Um dos possíveis problemas é que os cursos oferecidos pelos Clubes podem vir a ser considerados atividades comercial e imediatamente enquadradas no sistema. Isso obrigaria nossos Clubes a desenvolverem um sistema de gestão de segurança e a certificar seus guias de acordo com as Normas da ABNT, o que demandaria enorme burocracia e custos. Alem disso as Normas ABNT, por terem sido desenvolvidas para atender ao turista leigo, são tecnicamente menos exigentes do que nossos currículos de Cursos Básicos, tornando a certificação via ABNT de pouco valor para quem está interessado em aprender Montanhismo no sentido tradicional.

Da mesma forma a certificação via ABNT deverá afetar a todos que praticam a atividade comercialmente, os atuais guias de escalada e montanhismo e suas empresas/escolas de escalada. Fora a burocracia e os custos, não me parece correto que os montanhistas tenham que se certificar através de órgãos totalmente estranhos às nossas atividades ao invés de fazê-lo através dos Clubes, Federações e da CBME, que são constituídos por e para montanhistas.
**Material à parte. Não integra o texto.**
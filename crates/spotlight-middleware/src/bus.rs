//! Headless, topic-based publish/subscribe event bus.
//!
//! Uses [`tokio::sync::broadcast`] channels under the hood so that every
//! subscriber receives every message without any single subscriber blocking
//! the others.
//!
//! # Topics
//!
//! | Topic | Typical traffic |
//! |---|---|
//! | [`Topic::Telemetry`] | Temperature readings from the sensor channel |
//! | [`Topic::Commands`] | Toolbar toggles, list clicks, scene clicks |
//! | [`Topic::UiState`] | Full-replace [`FocusSnapshot`][spotlight_types::FocusSnapshot] publications |
//! | [`Topic::HotSpotEvents`] | Registry lifecycle notices for observers |
//! | [`Topic::SystemAlerts`] | Faults and shutdown requests |

use spotlight_types::Event;
use tokio::sync::broadcast;
use tracing::warn;

/// Default channel capacity (number of buffered events before old ones are
/// dropped for slow subscribers).
const DEFAULT_CAPACITY: usize = 256;

/// Routing lanes of the event bus.
#[derive(Debug, Clone, Copy, PartialEq, Eq, Hash)]
pub enum Topic {
    Telemetry,
    Commands,
    UiState,
    HotSpotEvents,
    SystemAlerts,
}

/// Shared event bus. Clone it cheaply – all clones share the same underlying
/// broadcast channels.
#[derive(Clone, Debug)]
pub struct EventBus {
    telemetry: broadcast::Sender<Event>,
    commands: broadcast::Sender<Event>,
    ui_state: broadcast::Sender<Event>,
    hotspot_events: broadcast::Sender<Event>,
    system_alerts: broadcast::Sender<Event>,
}

impl EventBus {
    /// Create a new bus; `capacity` applies to every topic independently.
    pub fn new(capacity: usize) -> Self {
        let (telemetry, _) = broadcast::channel(capacity);
        let (commands, _) = broadcast::channel(capacity);
        let (ui_state, _) = broadcast::channel(capacity);
        let (hotspot_events, _) = broadcast::channel(capacity);
        let (system_alerts, _) = broadcast::channel(capacity);
        Self {
            telemetry,
            commands,
            ui_state,
            hotspot_events,
            system_alerts,
        }
    }

    /// Publish `event` to `topic`.
    ///
    /// Returns the number of receivers handed the event; `0` when nobody is
    /// listening, which is a normal condition (a snapshot published before
    /// any UI connects is simply superseded by the next one).
    pub fn publish_to(&self, topic: Topic, event: Event) -> usize {
        self.topic_sender(topic).send(event).unwrap_or(0)
    }

    /// Subscribe to a single topic.
    pub fn subscribe_to(&self, topic: Topic) -> TopicReceiver {
        TopicReceiver {
            topic,
            receiver: self.topic_sender(topic).subscribe(),
        }
    }

    /// Number of live subscribers on `topic`.
    pub fn subscriber_count(&self, topic: Topic) -> usize {
        self.topic_sender(topic).receiver_count()
    }

    fn topic_sender(&self, topic: Topic) -> &broadcast::Sender<Event> {
        match topic {
            Topic::Telemetry => &self.telemetry,
            Topic::Commands => &self.commands,
            Topic::UiState => &self.ui_state,
            Topic::HotSpotEvents => &self.hotspot_events,
            Topic::SystemAlerts => &self.system_alerts,
        }
    }
}

impl Default for EventBus {
    fn default() -> Self {
        Self::new(DEFAULT_CAPACITY)
    }
}

/// An async receiver bound to a single [`Topic`].
pub struct TopicReceiver {
    topic: Topic,
    receiver: broadcast::Receiver<Event>,
}

impl TopicReceiver {
    /// Wait for the next event on this topic.
    ///
    /// Lag is logged and skipped: a telemetry reading that fell out of the
    /// buffer is superseded by the next one anyway.  Returns `None` once the
    /// bus has shut down.
    pub async fn recv(&mut self) -> Option<Event> {
        loop {
            match self.receiver.recv().await {
                Ok(event) => return Some(event),
                Err(broadcast::error::RecvError::Lagged(n)) => {
                    warn!(topic = ?self.topic, lagged_by = n, "subscriber lagged");
                }
                Err(broadcast::error::RecvError::Closed) => return None,
            }
        }
    }

    /// Non-blocking variant of [`recv`][Self::recv]; `None` when empty.
    pub fn try_recv(&mut self) -> Option<Event> {
        loop {
            match self.receiver.try_recv() {
                Ok(event) => return Some(event),
                Err(broadcast::error::TryRecvError::Lagged(n)) => {
                    warn!(topic = ?self.topic, lagged_by = n, "subscriber lagged");
                }
                Err(_) => return None,
            }
        }
    }

    pub fn topic(&self) -> Topic {
        self.topic
    }
}

#[cfg(test)]
mod tests {
    use super::*;
    use spotlight_types::{EventPayload, TelemetryReading, ViewerCommand};

    fn reading_event(source: &str) -> Event {
        Event::new(
            source,
            EventPayload::Telemetry(TelemetryReading::new("pump", 21.0, 20.0)),
        )
    }

    #[tokio::test]
    async fn publish_and_receive() {
        let bus = EventBus::default();
        let mut rx = bus.subscribe_to(Topic::Telemetry);

        let event = reading_event("test");
        assert_eq!(bus.publish_to(Topic::Telemetry, event.clone()), 1);

        let received = rx.recv().await.expect("event");
        assert_eq!(received.id, event.id);
    }

    #[test]
    fn publish_without_subscribers_is_not_an_error() {
        let bus = EventBus::default();
        assert_eq!(bus.publish_to(Topic::UiState, reading_event("test")), 0);
    }

    #[tokio::test]
    async fn multiple_subscribers_receive_same_event() {
        let bus = EventBus::default();
        let mut a = bus.subscribe_to(Topic::Commands);
        let mut b = bus.subscribe_to(Topic::Commands);
        assert_eq!(bus.subscriber_count(Topic::Commands), 2);

        let event = Event::new("ui", EventPayload::Command(ViewerCommand::Toggle));
        bus.publish_to(Topic::Commands, event.clone());

        assert_eq!(a.recv().await.unwrap().id, event.id);
        assert_eq!(b.recv().await.unwrap().id, event.id);
    }

    #[tokio::test]
    async fn topics_are_isolated() {
        let bus = EventBus::default();
        let mut alerts = bus.subscribe_to(Topic::SystemAlerts);
        let _telemetry = bus.subscribe_to(Topic::Telemetry);

        bus.publish_to(Topic::Telemetry, reading_event("sensor"));

        let result =
            tokio::time::timeout(std::time::Duration::from_millis(50), alerts.recv()).await;
        assert!(result.is_err(), "SystemAlerts must not see Telemetry traffic");
    }

    #[tokio::test]
    async fn lagging_subscriber_skips_to_newest() {
        let bus = EventBus::new(4);
        let mut slow = bus.subscribe_to(Topic::Telemetry);

        let mut last = None;
        for _ in 0..32 {
            let e = reading_event("flood");
            last = Some(e.id);
            bus.publish_to(Topic::Telemetry, e);
        }

        // The oldest events were dropped; recv keeps going instead of failing.
        let mut seen = Vec::new();
        while let Some(e) = slow.try_recv() {
            seen.push(e.id);
        }
        assert_eq!(seen.len(), 4);
        assert_eq!(seen.last().copied(), last);
    }

    #[test]
    fn try_recv_on_empty_topic_is_none() {
        let bus = EventBus::default();
        let mut rx = bus.subscribe_to(Topic::HotSpotEvents);
        assert!(rx.try_recv().is_none());
        assert_eq!(rx.topic(), Topic::HotSpotEvents);
    }
}
//! REPL – interactive shell driving the hotspot extension over the bus.
//!
//! Supported slash-commands:
//!   /help                          – show this list
//!   /toggle                        – activate or deactivate the extension
//!   /click <id>                    – click a hotspot in the list
//!   /reading <id> <temp> <thresh>  – inject a telemetry reading
//!   /showall                       – reset isolation and fit the view
//!   /state                         – print the latest UI snapshot
//!   /quit | /exit                  – gracefully exit the CLI

use colored::Colorize;
use rustyline::DefaultEditor;
use rustyline::error::ReadlineError;
use std::sync::Arc;
use std::sync::atomic::{AtomicBool, Ordering};

use spotlight_middleware::{EventBus, Topic, TopicReceiver};
use spotlight_types::{Event, EventPayload, FocusSnapshot, TelemetryReading, ViewerCommand};

const SOURCE: &str = "spotlight-cli::repl";

/// What the loop should do after a line.
#[derive(Debug, Clone, Copy, PartialEq, Eq)]
pub enum Flow {
    Continue,
    Quit,
}

/// A parsed REPL line.
#[derive(Debug, Clone, PartialEq)]
pub enum ReplCommand {
    Help,
    Publish(ViewerCommand),
    Reading(TelemetryReading),
    State,
    Quit,
}

/// Parse one input line.  `Err` carries a message for the user.
pub fn parse(line: &str) -> Result<ReplCommand, String> {
    let mut words = line.split_whitespace();
    let cmd = words.next().unwrap_or_default();
    let args: Vec<&str> = words.collect();

    match (cmd, args.as_slice()) {
        ("/help", []) => Ok(ReplCommand::Help),
        ("/toggle", []) => Ok(ReplCommand::Publish(ViewerCommand::Toggle)),
        ("/showall", []) => Ok(ReplCommand::Publish(ViewerCommand::ShowAll)),
        ("/click", [id]) => Ok(ReplCommand::Publish(ViewerCommand::ItemClicked {
            id: (*id).to_string(),
        })),
        ("/reading", [id, temp, threshold]) => {
            let temp = temp
                .parse::<f64>()
                .map_err(|_| format!("'{temp}' is not a temperature"))?;
            let threshold = threshold
                .parse::<f64>()
                .map_err(|_| format!("'{threshold}' is not a threshold"))?;
            Ok(ReplCommand::Reading(TelemetryReading::new(*id, temp, threshold)))
        }
        ("/state", []) => Ok(ReplCommand::State),
        ("/quit" | "/exit", []) => Ok(ReplCommand::Quit),
        ("/click", _) => Err("usage: /click <id>".to_string()),
        ("/reading", _) => Err("usage: /reading <id> <temp> <threshold>".to_string()),
        (other, _) => Err(format!("Unknown command: '{other}'")),
    }
}

/// Shell state: the bus to publish on and the last snapshot seen.
pub struct Repl {
    bus: EventBus,
    ui: TopicReceiver,
    last: Option<FocusSnapshot>,
}

impl Repl {
    pub fn new(bus: EventBus) -> Self {
        let ui = bus.subscribe_to(Topic::UiState);
        Self { bus, ui, last: None }
    }

    /// Latest snapshot published by the event loop.
    pub fn latest(&mut self) -> Option<&FocusSnapshot> {
        while let Some(event) = self.ui.try_recv() {
            if let EventPayload::Snapshot(snapshot) = event.payload {
                self.last = Some(snapshot);
            }
        }
        self.last.as_ref()
    }

    pub fn execute(&mut self, line: &str) -> Flow {
        let command = match parse(line) {
            Ok(command) => command,
            Err(msg) => {
                println!(
                    "{} Type {} for available commands.",
                    msg.red(),
                    "/help".bold()
                );
                return Flow::Continue;
            }
        };

        match command {
            ReplCommand::Help => cmd_help(),
            ReplCommand::Publish(cmd) => {
                self.bus
                    .publish_to(Topic::Commands, Event::new(SOURCE, EventPayload::Command(cmd)));
            }
            ReplCommand::Reading(reading) => {
                self.bus.publish_to(
                    Topic::Telemetry,
                    Event::new(SOURCE, EventPayload::Telemetry(reading)),
                );
            }
            ReplCommand::State => match self.latest() {
                Some(snapshot) => print_snapshot(snapshot),
                None => println!("  {}", "No snapshot yet. Try /toggle.".dimmed()),
            },
            ReplCommand::Quit => {
                println!("{}", "Goodbye.".green());
                return Flow::Quit;
            }
        }
        Flow::Continue
    }
}

/// Entry point for the interactive REPL.
///
/// `shutdown` is polled each iteration; when set the REPL exits cleanly.
pub fn run(shutdown: Arc<AtomicBool>, bus: EventBus) {
    let mut editor = match DefaultEditor::new() {
        Ok(editor) => editor,
        Err(e) => {
            eprintln!("{}: {}", "Terminal error".red(), e);
            return;
        }
    };
    let mut repl = Repl::new(bus);
    let prompt = format!("{} ", "spotlight>".bold().cyan());

    while !shutdown.load(Ordering::SeqCst) {
        let line = match editor.readline(&prompt) {
            Ok(line) => line,
            Err(ReadlineError::Interrupted) | Err(ReadlineError::Eof) => break,
            Err(e) => {
                eprintln!("{}: {}", "Read error".red(), e);
                break;
            }
        };

        let cmd = line.trim();
        if cmd.is_empty() {
            continue;
        }
        let _ = editor.add_history_entry(cmd);

        if repl.execute(cmd) == Flow::Quit {
            break;
        }
    }
    shutdown.store(true, Ordering::SeqCst);
}

// ─────────────────────────────────────────────────────────────────────────────
// Output
// ─────────────────────────────────────────────────────────────────────────────

fn cmd_help() {
    println!();
    println!("{}", "Spotlight Commands".bold().underline());
    println!("  {}                         – activate / deactivate hotspots", "/toggle".bold().cyan());
    println!("  {}                      – click a hotspot in the list", "/click <id>".bold().cyan());
    println!("  {} – inject a telemetry reading", "/reading <id> <temp> <threshold>".bold().cyan());
    println!("  {}                        – show all objects", "/showall".bold().cyan());
    println!("  {}                          – print the current hotspot list", "/state".bold().cyan());
    println!("  {}                    – exit the CLI", "/quit  /exit".bold().cyan());
    println!();
}

fn print_snapshot(snapshot: &FocusSnapshot) {
    println!("{}", "Hotspots".bold().underline());
    if snapshot.hotspots.is_empty() {
        println!("  {}", "(none)".dimmed());
    }
    for entry in &snapshot.hotspots {
        let marker = if entry.active { "▶" } else { " " };
        let label = format!("{} [{}]", entry.data.label(), entry.data.fill_color);
        let label = if entry.data.fill_color.eq_ignore_ascii_case(&entry.data.stroke_color) {
            label.green()
        } else {
            label.red()
        };
        println!("  {} {}", marker.green(), label);
    }
    if let Some(reading) = &snapshot.graph_data {
        println!(
            "  Temperature: {} (threshold {})",
            reading
                .object_temperature
                .map_or_else(|| "-".to_string(), |t| t.to_string())
                .yellow(),
            reading
                .threshold
                .map_or_else(|| "-".to_string(), |t| t.to_string())
        );
    }
}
Outra provável complicação que poderá ocorrer será a exigência de acompanhamento por guias certificados via ABNT em Parques Nacionais. A ABETA e o Ministério do Turismo têm mantido contato com o Ministério do Meio Ambiente e a adoção das Normas como referencia nas Unidades de Conservação pode acontecer a qualquer momento.

Também parece muito provável que as Normas venham a servir de referencia em ações judiciais que envolvam, por exemplo, acidentes em escalada. Um possível argumento para considerar um guia culpado por um acidente seria ele não possuir certificação ABNT.

Enfim, estamos diante de uma situação bastante complexa e nebulosa. Nesse momento é importante que todos os montanhistas tomem consciência do problema e procurem se informar melhor sobre o assunto. A meu ver, a existência do Montanhismo e da Escalada tradicionais praticados de forma independente e voluntária vai depender de nossa união e capacidade de mobilização.

Creio que a matéria é extensa e pretendo voltar a esse espaço com mais detalhes no futuro próximo.
Silvério Nery
http://www.femesp.org/noticias.php?arquivo=2007#58

Um comentário:

André Zancanaro disse...

Toca a gente tirar certificação ABNT para poder entrar num parque nacional sem torração de saco de "guia" bisonho! Eitá povinho!